L’Espresso ferma a Caivano per la prima tappa di un viaggio nelle periferie italiane per ascoltare la voce dei giovani, le loro aspirazioni, i loro bisogni

Nel corso di un incontro, svoltosi martedì 6 febbraio, presso la sede dell’Istituto Francesco Moreno al Parco Verde di Caivano, gli studenti dell’Istituto guidato da Eugenia Carfora hanno raccontato le loro storie e immaginato il loro futuro. Provando a ribaltare la narrazione corrente associata a uno stigma sociale legato ai fatti di cronaca.

La decisione di far partire proprio da Caivano “Le fermate de L’Espresso, incontri per il sociale”, coincide con la scelta di tenere nella cittadina alle porte di Napoli il primo cda del gruppo che ha rilevato la proprietà de L’Espresso.

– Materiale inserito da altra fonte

//! The interactive search → select → view loop.
//!
//! One [`Navigator`] owns a [`Session`] and drives the whole conversation:
//!
//! 1. search with the session query; an empty result is reported and the same
//!    search is issued again
//! 2. ask for a 1-based article number (out-of-range or non-numeric answers
//!    are reported and asked again)
//! 3. ask for a view mode: `S`ummary, `C`ontent or `F`ull
//! 4. in Content mode, list the sections and let the user read them one by one
//!    until they choose to move on
//! 5. ask whether to continue; `Y` starts over at step 1, `N` ends the session
//!
//! Letter menus follow the [`MenuPolicy`]: under `Strict` an unrecognised
//! answer ends the session with [`NavigatorError::InvalidMenuAnswer`], under
//! `Lenient` it is reported and asked again.

pub mod messages;

use serde::{Deserialize, Serialize};
use tracing::{debug, info, warn};

use crate::models::{ArticleRequest, SearchQuery, SearchResults, SectionMap, ViewMode};
use crate::sources::{ContentProvider, ProviderError};
use crate::ui::Console;

/// How unrecognised letter-menu answers are handled.
#[derive(Debug, Clone, Copy, Default, PartialEq, Eq, Serialize, Deserialize)]
#[serde(rename_all = "lowercase")]
pub enum MenuPolicy {
    /// Abort the session
    #[default]
    Strict,
    /// Report and ask again
    Lenient,
}

/// Errors that end a navigation session
#[derive(Debug, thiserror::Error)]
pub enum NavigatorError {
    /// A letter menu got an answer outside its options
    #[error("{answer:?} doesn't exist in [{expected}]")]
    InvalidMenuAnswer {
        answer: String,
        expected: &'static str,
    },

    /// The provider does not serve the requested language
    #[error("language {0:?} is not supported by the content provider")]
    UnsupportedLanguage(String),

    /// Input ended while a prompt was waiting
    #[error("input closed while waiting for an answer")]
    InputClosed,

    /// Console I/O error
    #[error("console I/O error: {0}")]
    Io(#[from] std::io::Error),

    /// Content provider failure that cannot be reported and skipped
    #[error(transparent)]
    Provider(#[from] ProviderError),
}

/// Settings for one interactive session.
#[derive(Debug, Clone, PartialEq, Eq)]
pub struct Session {
    pub query: String,
    pub max_results: usize,
    pub language: String,
}

impl Session {
    /// Build a session without checking the language against a provider.
    pub fn new(query: impl Into<String>, max_results: usize, language: impl Into<String>) -> Self {
        Self {
            query: query.into(),
            max_results,
            language: language.into(),
        }
    }

    /// Build a session after confirming the provider serves `language`.
    pub async fn establish<P: ContentProvider + ?Sized>(
        provider: &P,
        query: impl Into<String>,
        max_results: usize,
        language: impl Into<String>,
    ) -> Result<Self, NavigatorError> {
        let language = language.into();
        if !provider.is_supported_language(&language).await? {
            return Err(NavigatorError::UnsupportedLanguage(language));
        }
        debug!(%language, provider = provider.id(), "Language accepted");
        Ok(Self::new(query, max_results, language))
    }

    fn search_query(&self) -> SearchQuery {
        SearchQuery::new(&self.query)
            .max_results(self.max_results)
            .language(&self.language)
    }
}

/// Ask for a search query until a non-blank one is given.
pub fn prompt_query(console: &mut impl Console) -> Result<String, NavigatorError> {
    loop {
        let answer = console
            .ask(messages::QUERY_PROMPT)?
            .ok_or(NavigatorError::InputClosed)?;
        let query = answer.trim();
        if !query.is_empty() {
            return Ok(query.to_string());
        }
    }
}

const YES_NO: &str = "Y, N";
const VIEW_MODES: &str = "S, C, F";

fn parse_yes_no(answer: &str) -> Option<bool> {
    match answer.trim().to_lowercase().as_str() {
        "y" => Some(true),
        "n" => Some(false),
        _ => None,
    }
}

/// Drives one interactive session against a content provider.
pub struct Navigator<'a, P: ContentProvider + ?Sized, C: Console> {
    provider: &'a P,
    console: C,
    session: Session,
    policy: MenuPolicy,
}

Il presidente Gianluca Ianuario, l’amministratore delegato Emilio Carelli e i consiglieri di
amministrazione Francesco Rossi Guarnera, Marco Russo Spena e il responsabile sostenibilità Emanuele Bernava hanno sottoscritto un accordo con l’Istituto per un ciclo di stage aziendali nelle società del Gruppo Ludoil, assecondando i talenti dei ragazzi e le loro vocazioni.

All’incontro hanno partecipato il magistrato Alfonso Sabella e il direttore de L’Espresso, Enrico Bellavia.

Al microfono si sono alternati con le loro storie i ragazzi del terzo anno che frequentano le varie discipline dell’istituto. Rosa, Rossella, Alessandro e Damiano hanno raccontato le difficoltà quotidiane e la scommessa di convertire gli ostacoli in opportunità, traendo forza proprio da tutto ciò che sembra zavorrare il loro futuro.

Premiati con una borsa di studio anche due atleti locali distintisi per impegno nei campionati italiano e mondiale di karate.